In his 1959 essay, the novelist C. P. Snow argued that science and the humanities were dangerously divided – but is it still true in 2009?
C. P. Snow at the Pen Club, London, in 1949
C. P. Snow at the Pen Club, London, in 1949
(Image: Popperfoto/Getty)

In his 1959 essay, the novelist C. P. Snow argued that science and the humanities were dangerously divided – but is it still true in 2009?

Stefan Collini

C. P. Snow intended to call his lecture “The Rich and the Poor” – and regretted not doing so. This title points to what remains valuable about the essay now. Helping the world’s impoverished majority meet their basic needs remains an obligation of richer societies, and applied science is a vital tool.

In other ways, though, Snow’s lecture is superficial and misleading. Despite its subsequent reputation, it does not make useful distinctions between types of enquiry or discipline, making a thin contrast between “physicists” and “literary intellectuals” (mostly modernist poets and novelists, not scholars in the humanities). It also identified a rather outdated element of English cultural attitudes and snobbery, rather than a true divide between disciplines. It makes better sense to talk of “two-hundred-and-two cultures” than of “two cultures”.

One of the major issues Snow touches on, but does not illuminate, concerns specialisation. This is an essential part of the production of knowledge. We should not denounce it, but seek ways to ensure specialists remain “bilingual” – able to communicate with a wider society that does not share their idiom.

The more damaging influence of Snow’s lecture has been to encourage the prejudice that natural science is the only reliable source of “objective” knowledge, and to support the misguided belief that science and technology are undervalued in the UK and so should receive preferential treatment.

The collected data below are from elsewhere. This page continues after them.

pub mod expand;

use std::collections::HashMap;
use std::path::PathBuf;
use std::str::FromStr;
use std::time::Duration;

use serde::{Deserialize, Serialize};

use crate::errors::ClientError;

/// Terminal dimensions (columns x rows).
#[derive(Debug, Clone, Copy, Serialize, Deserialize)]
pub struct PtySize {
    #[serde(default = "default_cols")]
    pub cols: u16,
    #[serde(default = "default_rows")]
    pub rows: u16,
}

impl Default for PtySize {
    fn default() -> Self {
        Self {
            cols: default_cols(),
            rows: default_rows(),
        }
    }
}

/// What to do with a host key that is not in the known-hosts store.
///
/// A key that *mismatches* a stored fingerprint is always fatal, under every
/// policy.
#[derive(Debug, Clone, Copy, PartialEq, Eq, Serialize, Deserialize)]
#[serde(rename_all = "kebab-case")]
pub enum KnownHostsPolicy {
    /// Abort the connection on any unknown key.
    Reject,
    /// Persist unknown keys to the host-keys store and continue.
    AutoAdd,
    /// Log unknown keys and continue without persisting.
    Warn,
}

impl Default for KnownHostsPolicy {
    fn default() -> Self {
        Self::AutoAdd
    }
}

impl FromStr for KnownHostsPolicy {
    type Err = ClientError;

    fn from_str(s: &str) -> Result<Self, Self::Err> {
        match s {
            "reject" => Ok(Self::Reject),
            "auto-add" | "auto" => Ok(Self::AutoAdd),
            "warn" => Ok(Self::Warn),
            other => Err(ClientError::Config(format!(
                "unknown known-hosts policy: {other}"
            ))),
        }
    }
}

/// Transport used to reach the SSH server through an intermediary proxy.
#[derive(Debug, Clone, Copy, PartialEq, Eq, Serialize, Deserialize)]
#[serde(rename_all = "lowercase")]
pub enum ProxyType {
    Socks4,
    Socks5,
    Http,
}

impl Default for ProxyType {
    fn default() -> Self {
        Self::Socks5
    }
}

impl FromStr for ProxyType {
    type Err = ClientError;

    fn from_str(s: &str) -> Result<Self, Self::Err> {
        match s {
            "socks4" => Ok(Self::Socks4),
            "socks5" => Ok(Self::Socks5),
            "http" => Ok(Self::Http),
            other => Err(ClientError::Config(format!("unknown proxy type: {other}"))),
        }
    }
}

/// An intermediary proxy the TCP connection is dialed through.
#[derive(Debug, Clone, Serialize, Deserialize)]
#[serde(rename_all = "camelCase")]
pub struct ProxyConfig {
    #[serde(default)]
    pub proxy_type: ProxyType,
    pub host: String,
    pub port: u16,
    #[serde(default, skip_serializing_if = "Option::is_none")]
    pub username: Option<String>,
    #[serde(default, skip_serializing_if = "Option::is_none")]
    pub password: Option<String>,
    /// Let the proxy resolve the destination host name instead of resolving
    /// locally. SOCKS5 sends a domain address, SOCKS4 switches to 4a.
    #[serde(default = "default_true")]
    pub remote_dns: bool,
}

/// One hop of a jump-host chain.
#[derive(Debug, Clone, Serialize, Deserialize)]
#[serde(rename_all = "camelCase")]
pub struct JumpHost {
    pub host: String,
    #[serde(default = "default_ssh_port")]
    pub port: u16,
    /// Falls back to the target's username when absent.
    #[serde(default, skip_serializing_if = "Option::is_none")]
    pub username: Option<String>,
    #[serde(default, skip_serializing_if = "Option::is_none")]
    pub key_file: Option<PathBuf>,
}

/// Connect-time secrets for one jump hop, keyed by hop host name.
#[derive(Debug, Clone, Default, Serialize, Deserialize)]
pub struct JumpAuth {
    #[serde(default, skip_serializing_if = "Option::is_none")]
    pub password: Option<String>,
    #[serde(default, skip_serializing_if = "Option::is_none")]
    pub passphrase: Option<String>,
}

/// A local-to-remote port forward: listen on `src`, tunnel to `dst`.
#[derive(Debug, Clone, Serialize, Deserialize)]
pub struct TunnelConfig {
    pub src: (String, u16),
    pub dst: (String, u16),
}

/// A requested local SOCKS5 listener.
#[derive(Debug, Clone, Serialize, Deserialize)]
pub struct SocksListener {
    #[serde(default = "default_localhost")]
    pub bind: String,
    pub port: u16,
}

/// Complete client configuration. Immutable once `connect()` starts.
#[derive(Debug, Clone, Serialize, Deserialize)]
#[serde(rename_all = "camelCase")]
pub struct ClientConfig {
    pub host: String,
    #[serde(default = "default_ssh_port")]
    pub port: u16,
    pub username: String,
    /// Shown by `full_name()` in place of the host when set.
    #[serde(default, skip_serializing_if = "Option::is_none")]
    pub display_name: Option<String>,

    #[serde(default, skip_serializing_if = "Option::is_none")]
    pub key_file: Option<PathBuf>,
    #[serde(default)]
    pub allow_agent: bool,
    #[serde(default = "default_true")]
    pub look_for_keys: bool,

    #[serde(default, skip_serializing_if = "Option::is_none")]
    pub connect_timeout: Option<Duration>,
    #[serde(default, skip_serializing_if = "Option::is_none")]
    pub banner_timeout: Option<Duration>,
    #[serde(default, skip_serializing_if = "Option::is_none")]
    pub auth_timeout: Option<Duration>,
    /// Keepalive interval in seconds; no keepalives when absent.
    #[serde(default, skip_serializing_if = "Option::is_none")]
    pub keepalive_interval: Option<u32>,

    /// Algorithms removed from negotiation, keyed by class: `kex`,
    /// `host-key`, `cipher`, `mac`, `compression`.
    #[serde(default)]
    pub disabled_algorithms: HashMap<String, Vec<String>>,

    #[serde(default)]
    pub environment: HashMap<String, String>,
    #[serde(default = "default_term")]
    pub term: String,
    #[serde(default)]
    pub pty_size: PtySize,
    /// Scrollback depth of the terminal screen, in rows.
    #[serde(default = "default_history")]
    pub history: usize,

    #[serde(default)]
    pub known_hosts_policy: KnownHostsPolicy,
    #[serde(default, skip_serializing_if = "Option::is_none")]
    pub host_keys_file: Option<PathBuf>,

    #[serde(default = "default_true")]
    pub x11: bool,
    #[serde(default)]
    pub x11_screen_number: u32,
    #[serde(default = "default_x11_auth_protocol")]
    pub x11_auth_protocol: String,
    #[serde(default)]
    pub x11_try_start_server: bool,

    #[serde(default)]
    pub jump_hosts: Vec<JumpHost>,
    #[serde(default, skip_serializing_if = "Option::is_none")]
    pub proxy_command: Option<String>,
    #[serde(default, skip_serializing_if = "Option::is_none")]
    pub proxy: Option<ProxyConfig>,

    #[serde(default)]
    pub socks_listeners: Vec<SocksListener>,
    #[serde(default)]
    pub forwards: Vec<TunnelConfig>,
}

impl Default for ClientConfig {
    fn default() -> Self {
        Self {
            host: String::new(),
            port: default_ssh_port(),
            username: String::new(),
            display_name: None,
            key_file: None,
            allow_agent: false,
            look_for_keys: true,
            connect_timeout: None,
            banner_timeout: None,
            auth_timeout: None,
            keepalive_interval: None,
            disabled_algorithms: HashMap::new(),
            environment: HashMap::new(),
            term: default_term(),
            pty_size: PtySize::default(),
            history: default_history(),
            known_hosts_policy: KnownHostsPolicy::default(),
            host_keys_file: None,
            x11: true,
            x11_screen_number: 0,
            x11_auth_protocol: default_x11_auth_protocol(),
            x11_try_start_server: false,
            jump_hosts: Vec::new(),
            proxy_command: None,
            proxy: None,
            socks_listeners: Vec::new(),
            forwards: Vec::new(),
        }
    }
}

impl ClientConfig {
    /// A config for `host` with every other option at its default.
    pub fn new(host: impl Into<String>, username: impl Into<String>) -> Self {
        Self {
            host: host.into(),
            username: username.into(),
            ..Self::default()
        }
    }

    /// Return a copy with all `${env:...}` placeholders and `~` expanded.
    pub fn expand(mut self) -> Self {
        self.host = expand::expand_env_placeholders(&self.host);
        self.username = expand::expand_env_placeholders(&self.username);
        self.key_file = self.key_file.map(|p| {
            let s = p.to_string_lossy();
            let stripped = s.trim().trim_matches('"').trim_matches('\'');
            PathBuf::from(expand::expand_tilde(&expand::expand_env_placeholders(
                stripped,
            )))
        });
        self.host_keys_file = self.host_keys_file.map(|p| {
            PathBuf::from(expand::expand_tilde(&expand::expand_env_placeholders(
                &p.to_string_lossy(),
            )))
        });
        self
    }

    /// Basic sanity checks before a connection attempt.
    pub fn validate(&self) -> crate::errors::Result<()> {
        if self.proxy_command.is_none() {
            if self.host.trim().is_empty() {
                return Err(ClientError::Config("host must not be empty".into()));
            }
            if self.username.trim().is_empty() {
                return Err(ClientError::Config("username must not be empty".into()));
            }
        }
        if self.proxy.is_some() && !self.jump_hosts.is_empty() {
            return Err(ClientError::Config(
                "proxy and jump hosts are mutually exclusive".into(),
            ));
        }
        Ok(())
    }
}

// --- Default value functions ---

fn default_cols() -> u16 {
    80
}

fn default_rows() -> u16 {
    24
}

fn default_ssh_port() -> u16 {
    22
}

fn default_term() -> String {
    "linux".to_string()
}

fn default_history() -> usize {
    100
}

fn default_x11_auth_protocol() -> String {
    "MIT-MAGIC-COOKIE-1".to_string()
}

fn default_localhost() -> String {
    "localhost".to_string()
}

fn default_true() -> bool {
    true
}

Stefan Collini is a professor of literature and intellectual history at the University of Cambridge. He edited The Two Cultures (1993, CUP)

Susan Haack

C. P. Snow acknowledges that “attempts to divide anything into two ought to be regarded with…suspicion”. But, he continues, “subtilising any more would bring more disadvantages than it’s worth”. And perhaps, in a way, he was right; perhaps it was just because of its reliance on a “dashing metaphor” that “The Two Cultures” was so celebrated, and so controversial. But the subtleties Snow casually dismisses are essential to an even half-way adequate understanding of our intellectual life.

For intellectual life is both more and less integrated than Snow acknowledges, and the concept of culture won’t bear the weight he puts on it. Failures of communication among practitioners of different scientific subspecialties, or of the natural and social sciences, or among political scientists and political theorists, literary and legal intellectuals, and so on, suggest a plurality of subcultures. But the “moral component” Snow sees “in the grain of science itself”, the respect for evidence demanded of everyone who investigates – articulated by physicist Percy Bridgman in his reflections on “the struggle for intellectual integrity”, by philosopher William James when he wrote of the “patience and postponement, the choking down of preference” built into “the magnificent edifice of science”, and by novelists like Sinclair Lewis, William Cooper and Snow himself – suggests, perhaps not one culture, but a vital shared aspiration.

Susan Haack is a professor of philosophy and a professor of law at the University of Miami, Florida

Harry Collins

There are two cultures. The key difference is what Rob Evans and I call the “locus of legitimate interpretation” in our book Rethinking Expertise. This refers to the people who society sees as entitled to make a legitimate comment on the meaning or value of some claim. In science, the LLI is close to the producer of a work, and the only people who can “legitimately” comment on, say, a research paper, are the authors and their peers. In the arts, the LLI is closer to the consumer. Worth is set by dealers and professional critics; even the “ordinary” person is entitled to say that they “know what they like”. The artist doesn’t get much of a look-in.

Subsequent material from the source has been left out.